Por conta disso, entre outros exemplos, a manutenção precária dos diques que protegem Porto Alegre das cheias do rio Guaíba foi um dos fatores que facilitaram a inundação do Centro da cidade.
Agora, diante da dimensão da emergência, contata-se que o Estado e suas instituições são imprescindíveis na resposta a eventos do gênero, como demonstra a atuação crucial das Forças Armadas, policiais, bombeiros, defesas civis e outras. E, da mesma forma, deveriam gozar de condição idêntica na gestão do espaço físico, inclusive, no desenvolvimento e manutenção da infraestrutura necessária para que a iniciativa privada possa exercer as suas atividades com a maior eficiência.
E não deixa de ser relevante que tanto o governador Eduardo Leite como o prefeito portoalegrense Sebastião Melo tenham ressaltado que, após o resgate das vítimas, a reconstrução do estado demandará regras diferentes para a alocação dos recursos financeiros necessários, usando expressões como “Plano Marshall”, “orçamento de guerra” e outras, que remetem à maneira como foi enfrentada a pandemia de Covid-19.
Porém, a simples menção a tais nomes bastou para que a Faria Lima, o centro financeiro do País, se apressasse a manifestar o seu desagrado. Em entrevista ao “Poder 360”, o economista-chefe da gestora de investimentos Ryo Asset, Gabriel Leal Barros, sentenciou: “A questão é como [ajudar]. Se for via crédito extraordinário será dentro das regras do jogo. Agora, se inventarem algum espantalho, criarem alguma válvula de escape da regra fiscal, há risco de o Executivo perder o controle das contas públicas de vez.”

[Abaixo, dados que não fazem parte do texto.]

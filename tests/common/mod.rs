#![allow(dead_code)]

use taskgate::engine::Engine;
use taskgate::model::MilestoneScope;
use taskgate::store::InMemoryStore;
use taskgate_test_utils::builders::{StoreBuilder, TaskBuilder};

pub use taskgate_test_utils::{date, init_tracing};

pub const TODAY: &str = "2024-03-01";
pub const ACTOR: &str = "student-1";
pub const REVIEWER: &str = "reviewer-7";

/// One class, one project, one team; critique policy configurable.
pub fn classroom(require_critique: bool) -> StoreBuilder {
    init_tracing();
    StoreBuilder::new()
        .today(TODAY)
        .project("p1", "c1", require_critique)
        .team("t1", "p1")
}

/// Engine over an empty classroom project.
pub fn engine(require_critique: bool) -> Engine<InMemoryStore> {
    classroom(require_critique).engine()
}

/// Team `t1` with tasks A(1) -> B(2) -> C(3) plus a loose task D(4) and
/// milestones on both project and class level.
pub fn chain_with_milestones() -> Engine<InMemoryStore> {
    classroom(true)
        .task(TaskBuilder::new(1, "p1").team("t1").title("A").start("2024-01-01").end("2024-01-03"))
        .task(TaskBuilder::new(2, "p1").team("t1").title("B").after(1).start("2024-01-01").duration(2))
        .task(TaskBuilder::new(3, "p1").team("t1").title("C").after(2).duration(1))
        .task(TaskBuilder::new(4, "p1").team("t1").title("D").start("2023-12-20").end("2023-12-22"))
        .milestone("Final demo", "2024-02-01", MilestoneScope::Class("c1".into()))
        .milestone("Proposal", "2024-01-05", MilestoneScope::Project("p1".into()))
        .milestone("Other class", "2024-01-02", MilestoneScope::Class("c2".into()))
        .engine()
}
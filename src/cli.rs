// src/cli.rs

//! CLI argument parsing using `clap`.

use clap::{Parser, Subcommand, ValueEnum};

use crate::model::TaskId;

/// Command-line arguments for `taskgate`.
#[derive(Debug, Clone, Parser)]
#[command(
    name = "taskgate",
    version,
    about = "Resolve task schedules and completion gates from a project snapshot.",
    long_about = None
)]
pub struct CliArgs {
    /// Path to the snapshot file (TOML).
    ///
    /// Default: `TASKGATE_SNAPSHOT`, else `Taskgate.toml` in the current
    /// working directory.
    #[arg(long, value_name = "PATH")]
    pub snapshot: Option<String>,

    /// Logging level (error, warn, info, debug, trace).
    ///
    /// If omitted, `TASKGATE_LOG` or a default level will be used.
    #[arg(long, value_enum, value_name = "LEVEL")]
    pub log_level: Option<LogLevel>,

    #[command(subcommand)]
    pub command: Command,
}

#[derive(Debug, Clone, Subcommand)]
pub enum Command {
    /// Parse + validate the snapshot and print a summary.
    Check,

    /// Print the resolved timeline of a team.
    Timeline {
        #[arg(long, value_name = "TEAM")]
        team: String,

        /// Emit JSON instead of a text table.
        #[arg(long)]
        json: bool,
    },

    /// Print the effective start/end of a task.
    Resolve {
        #[arg(long, value_name = "ID")]
        task: TaskId,

        /// Resolution frame; defaults to the task's own team.
        #[arg(long, value_name = "TEAM")]
        team: Option<String>,
    },

    /// Print whether a task is blocked by unfinished dependencies.
    Blocked {
        #[arg(long, value_name = "ID")]
        task: TaskId,

        #[arg(long, value_name = "TEAM")]
        team: Option<String>,
    },

    /// Print whether a task may be moved to `done`.
    Completable {
        #[arg(long, value_name = "ID")]
        task: TaskId,
    },
}

/// Log level as exposed on the CLI.
#[derive(Debug, Copy, Clone, ValueEnum)]
pub enum LogLevel {
    Error,
    Warn,
    Info,
    Debug,
    Trace,
}

/// Convenience wrapper around `CliArgs::parse()`.
pub fn parse() -> CliArgs {
    CliArgs::parse()
}
// src/model.rs

//! Records exchanged with the stores.
//!
//! These mirror what the persistence layer keeps: tasks with their *stored*
//! dates, immutable feedback entries, project policy, teams and milestones.
//! Effective (resolved) dates are never stored here; see [`crate::dag`].

use chrono::{DateTime, NaiveDate, Utc};
use serde::{Deserialize, Serialize};

use crate::types::{Priority, TaskStatus};

/// Task identifier, assigned by the store on creation.
pub type TaskId = u64;
pub type ProjectId = String;
pub type TeamId = String;
pub type ClassId = String;
/// Caller identity threaded through every mutating call.
pub type UserId = String;

#[derive(Debug, Clone, PartialEq, Eq, Serialize, Deserialize)]
pub struct Task {
    pub id: TaskId,
    pub project_id: ProjectId,
    pub team_id: Option<TeamId>,
    pub assignee_id: Option<UserId>,
    pub title: String,
    pub status: TaskStatus,
    pub priority: Priority,
    /// Direct dependencies (ids of tasks in the same project).
    pub dependencies: Vec<TaskId>,
    pub start_date: Option<NaiveDate>,
    pub end_date: Option<NaiveDate>,
    pub due_date: Option<NaiveDate>,
    pub duration_days: Option<u32>,
    /// Soft-delete marker; tasks are never removed from the store.
    pub deleted_at: Option<DateTime<Utc>>,
}

impl Task {
    pub fn is_deleted(&self) -> bool {
        self.deleted_at.is_some()
    }

    /// Stored end used by the write-time floor: `end_date`, else `due_date`.
    pub fn stored_end(&self) -> Option<NaiveDate> {
        self.end_date.or(self.due_date)
    }
}

/// Effective start/end of a task after dependency propagation.
#[derive(Debug, Clone, Copy, PartialEq, Eq, Serialize)]
pub struct DateSpan {
    pub start: NaiveDate,
    pub end: NaiveDate,
}

impl DateSpan {
    /// One-day span, used as the default for tasks without dates.
    pub fn single_day(day: NaiveDate) -> Self {
        Self {
            start: day,
            end: day,
        }
    }
}

/// A critique submission. Immutable once stored.
#[derive(Debug, Clone, PartialEq, Eq, Serialize, Deserialize)]
pub struct FeedbackEntry {
    /// Insertion sequence; the highest id for a task is the latest entry.
    pub id: u64,
    pub task_id: TaskId,
    pub author_id: UserId,
    pub warm_feedback: String,
    pub cool_feedback: String,
    pub requires_revision: bool,
    pub checklist_confirmed: bool,
    pub created_at: DateTime<Utc>,
}

#[derive(Debug, Clone, PartialEq, Eq, Serialize, Deserialize)]
pub struct Project {
    pub id: ProjectId,
    pub class_id: ClassId,
    /// When true every task of the project goes through the completion gate.
    pub require_critique: bool,
    pub start_date: Option<NaiveDate>,
    pub end_date: Option<NaiveDate>,
}

#[derive(Debug, Clone, PartialEq, Eq, Serialize, Deserialize)]
pub struct Team {
    pub id: TeamId,
    pub project_id: ProjectId,
}

#[derive(Debug, Clone, PartialEq, Eq, Serialize, Deserialize)]
#[serde(tag = "kind", content = "id", rename_all = "lowercase")]
pub enum MilestoneScope {
    Project(ProjectId),
    Class(ClassId),
}

/// Date-stamped marker shown on the timeline; independent of tasks.
#[derive(Debug, Clone, PartialEq, Eq, Serialize, Deserialize)]
pub struct Milestone {
    pub id: u64,
    pub title: String,
    pub due_date: NaiveDate,
    pub scope: MilestoneScope,
}

#[derive(Debug, Clone, Copy, PartialEq, Eq, Serialize, Deserialize)]
#[serde(rename_all = "snake_case")]
pub enum AuditAction {
    /// Status forced back to `doing` by a revision request.
    StatusForced,
    StatusChanged,
    SoftDeleted,
    Restored,
}

#[derive(Debug, Clone, PartialEq, Eq, Serialize, Deserialize)]
pub struct AuditRecord {
    pub actor_id: UserId,
    pub task_id: TaskId,
    pub action: AuditAction,
    pub from_status: TaskStatus,
    pub to_status: TaskStatus,
    pub at: DateTime<Utc>,
}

Para a Faria Lima, “espantalho” significa qualquer iniciativa que contrarie as sacrossantas regras fiscais que orientam os gastos do governo para o serviço da dívida pública, que no ano passado centenas de bilhões do orçamento federal.
O grande problema é que uma emergência como a do RS exige que se pense fora das “regras do jogo” vigente. Vale lembrar, por exemplo, a proposta do presidente do Centro de Integração Empresa-Escola (CIEE), Humberto Casagrande, em 2020, para a criação de “coronabonds”, segundo ele, “uma adaptação dos bônus de guerra”, compreendendo a emissão de títulos no valor de R$ 500-600 bilhões a prazos de 20-25 anos e rendimentos da ordem de 2% sobre o IPCA, para fomentar a reconstrução da economia abalada pela retração causada pela pandemia.

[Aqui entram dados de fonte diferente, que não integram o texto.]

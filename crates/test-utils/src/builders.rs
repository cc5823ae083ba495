#![allow(dead_code)]

use chrono::{NaiveDate, Utc};
use taskgate::engine::{Engine, EngineConfig};
use taskgate::model::{Milestone, MilestoneScope, Project, Task, TaskId, Team};
use taskgate::store::InMemoryStore;
use taskgate::types::{Priority, TaskStatus};

use crate::date;

/// Builder for stored task rows, to seed a store directly.
pub struct TaskBuilder {
    task: Task,
}

impl TaskBuilder {
    pub fn new(id: TaskId, project_id: &str) -> Self {
        Self {
            task: Task {
                id,
                project_id: project_id.to_string(),
                team_id: None,
                assignee_id: None,
                title: format!("task {id}"),
                status: TaskStatus::Todo,
                priority: Priority::Medium,
                dependencies: vec![],
                start_date: None,
                end_date: None,
                due_date: None,
                duration_days: None,
                deleted_at: None,
            },
        }
    }

    pub fn team(mut self, team_id: &str) -> Self {
        self.task.team_id = Some(team_id.to_string());
        self
    }

    pub fn title(mut self, title: &str) -> Self {
        self.task.title = title.to_string();
        self
    }

    pub fn status(mut self, status: TaskStatus) -> Self {
        self.task.status = status;
        self
    }

    pub fn after(mut self, dep: TaskId) -> Self {
        self.task.dependencies.push(dep);
        self
    }

    pub fn start(mut self, d: &str) -> Self {
        self.task.start_date = Some(date(d));
        self
    }

    pub fn end(mut self, d: &str) -> Self {
        self.task.end_date = Some(date(d));
        self
    }

    pub fn due(mut self, d: &str) -> Self {
        self.task.due_date = Some(date(d));
        self
    }

    pub fn duration(mut self, days: u32) -> Self {
        self.task.duration_days = Some(days);
        self
    }

    pub fn deleted(mut self) -> Self {
        self.task.deleted_at = Some(Utc::now());
        self
    }

    pub fn build(self) -> Task {
        self.task
    }
}

/// Builder for an `InMemoryStore` (and optionally an `Engine` over it).
pub struct StoreBuilder {
    store: InMemoryStore,
    today: Option<NaiveDate>,
    next_milestone: u64,
}

impl StoreBuilder {
    pub fn new() -> Self {
        Self {
            store: InMemoryStore::new(),
            today: None,
            next_milestone: 0,
        }
    }

    pub fn project(self, id: &str, class_id: &str, require_critique: bool) -> Self {
        self.project_with(Project {
            id: id.to_string(),
            class_id: class_id.to_string(),
            require_critique,
            start_date: None,
            end_date: None,
        })
    }

    pub fn project_with(self, project: Project) -> Self {
        self.store
            .insert_project(project)
            .expect("insert project into test store");
        self
    }

    pub fn team(self, id: &str, project_id: &str) -> Self {
        self.store
            .insert_team(Team {
                id: id.to_string(),
                project_id: project_id.to_string(),
            })
            .expect("insert team into test store");
        self
    }

    pub fn task(self, task: TaskBuilder) -> Self {
        self.store
            .insert_task(task.build())
            .expect("insert task into test store");
        self
    }

    pub fn milestone(mut self, title: &str, due: &str, scope: MilestoneScope) -> Self {
        self.next_milestone += 1;
        self.store
            .insert_milestone(Milestone {
                id: self.next_milestone,
                title: title.to_string(),
                due_date: date(due),
                scope,
            })
            .expect("insert milestone into test store");
        self
    }

    /// Pin "today" for engines built from this builder.
    pub fn today(mut self, d: &str) -> Self {
        self.today = Some(date(d));
        self
    }

    pub fn build(self) -> InMemoryStore {
        self.store
    }

    pub fn engine(self) -> Engine<InMemoryStore> {
        let config = EngineConfig { today: self.today };
        Engine::new(self.store, config)
    }
}

impl Default for StoreBuilder {
    fn default() -> Self {
        Self::new()
    }
}
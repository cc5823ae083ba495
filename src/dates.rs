// src/dates.rs

//! Calendar-date arithmetic shared by the resolver and the mutator.
//!
//! All scheduling happens on whole days; there is no time-of-day.

use chrono::{Days, NaiveDate};

use crate::errors::{Result, TaskgateError};

/// `date + days`, failing instead of panicking at the edge of the calendar.
pub fn add_days(date: NaiveDate, days: u64) -> Result<NaiveDate> {
    date.checked_add_days(Days::new(days))
        .ok_or_else(|| TaskgateError::Validation(format!("date {date} + {days} days out of range")))
}

/// End date of a span of `duration` days starting on `start` (inclusive).
///
/// A zero duration is treated as one day.
pub fn end_from_duration(start: NaiveDate, duration: u32) -> Result<NaiveDate> {
    add_days(start, u64::from(duration.max(1)) - 1)
}

/// Inclusive number of days from `start` to `end`, never less than 1.
pub fn inclusive_days(start: NaiveDate, end: NaiveDate) -> u32 {
    let days = (end - start).num_days() + 1;
    u32::try_from(days.max(1)).unwrap_or(u32::MAX)
}

/// Day after `date`: the earliest start permitted after a dependency ends.
pub fn day_after(date: NaiveDate) -> Result<NaiveDate> {
    add_days(date, 1)
}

No caso do RS, além de investimentos extraorçamentários do gênero, serão imprescindíveis medidas como uma anistia fiscal parcial para as empresas, uma moratória no serviço da dívida do estado (a terceira maior do país, atrás do RJ e MG), agilização burocrática no desembolso das verbas destinadas e outras providências emergenciais. Tudo “fora das regras do jogo” defendidas pela Faria Lima.
Se a reconstrução do RS necessitará de uma “autoridade”, talvez, ela devesse ser implementada na forma de uma autarquia de duração temporária, integrada por representantes dos três entes federativos, para agilizar a tramitação dos recursos e serviços necessários, com ênfase na reconstrução da infraestrutura e na revivificação das atividades econômicas atingidas.

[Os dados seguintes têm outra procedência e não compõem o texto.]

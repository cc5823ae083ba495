// src/dag/frame.rs

//! Resolution frames: the bounded task set a resolution runs over.

use std::collections::BTreeMap;

use tracing::trace;

use crate::errors::{Result, TaskgateError};
use crate::model::{Task, TaskId};

/// Fixed snapshot of tasks (typically the live tasks of one team).
///
/// Dependencies pointing outside the frame are ignored by every
/// computation over it.
#[derive(Debug, Clone, Default)]
pub struct ResolutionFrame {
    tasks: BTreeMap<TaskId, Task>,
}

impl ResolutionFrame {
    pub fn new(tasks: impl IntoIterator<Item = Task>) -> Self {
        Self {
            tasks: tasks.into_iter().map(|t| (t.id, t)).collect(),
        }
    }

    pub fn get(&self, id: TaskId) -> Option<&Task> {
        self.tasks.get(&id)
    }

    pub fn contains(&self, id: TaskId) -> bool {
        self.tasks.contains_key(&id)
    }

    /// Tasks in ascending id order.
    pub fn tasks(&self) -> impl Iterator<Item = &Task> {
        self.tasks.values()
    }

    pub fn len(&self) -> usize {
        self.tasks.len()
    }

    pub fn is_empty(&self) -> bool {
        self.tasks.is_empty()
    }

    /// A task is blocked iff a direct in-frame dependency is not `done`.
    ///
    /// Uses raw status only; resolved dates play no part.
    pub fn is_blocked(&self, id: TaskId) -> Result<bool> {
        let task = self.get(id).ok_or_else(|| TaskgateError::task_not_found(id))?;

        for dep_id in &task.dependencies {
            match self.get(*dep_id) {
                Some(dep) if !dep.status.is_done() => {
                    trace!(task = id, dep = dep_id, status = %dep.status, "blocked by dependency");
                    return Ok(true);
                }
                Some(_) => {}
                None => {
                    // Outside the frame; does not block.
                }
            }
        }

        Ok(false)
    }
}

No caso do RS, salta aos olhos que a reconstrução exigirá não só uma abordagem diferente para as finanças públicas, mas também novos parâmetros de gestão territorial que reduzam os efeitos de futuros eventos meteorológicos extremos. Neles se incluem critérios de engenharia (já conhecidos) para aumentar a permeabilidade dos solos urbanos e, em alguns casos, rurais, normas mais rigorosas para reduzir a ocupação das áreas de risco, como as planícies de inundação dos rios, e outros, sem falar na necessária fiscalização quanto ao cumprimento desses requisitos.
É evidente que tudo isso cabe às instituições públicas de Estado, em consonância com as representações da cidadania.
Esses são apenas alguns dos ensinamentos que a tragédia no RS pode oferecer, não só aos gaúchos, mas também aos brasileiros em geral, algo que parece estar incomodando alguns adeptos dos “negócios como sempre”.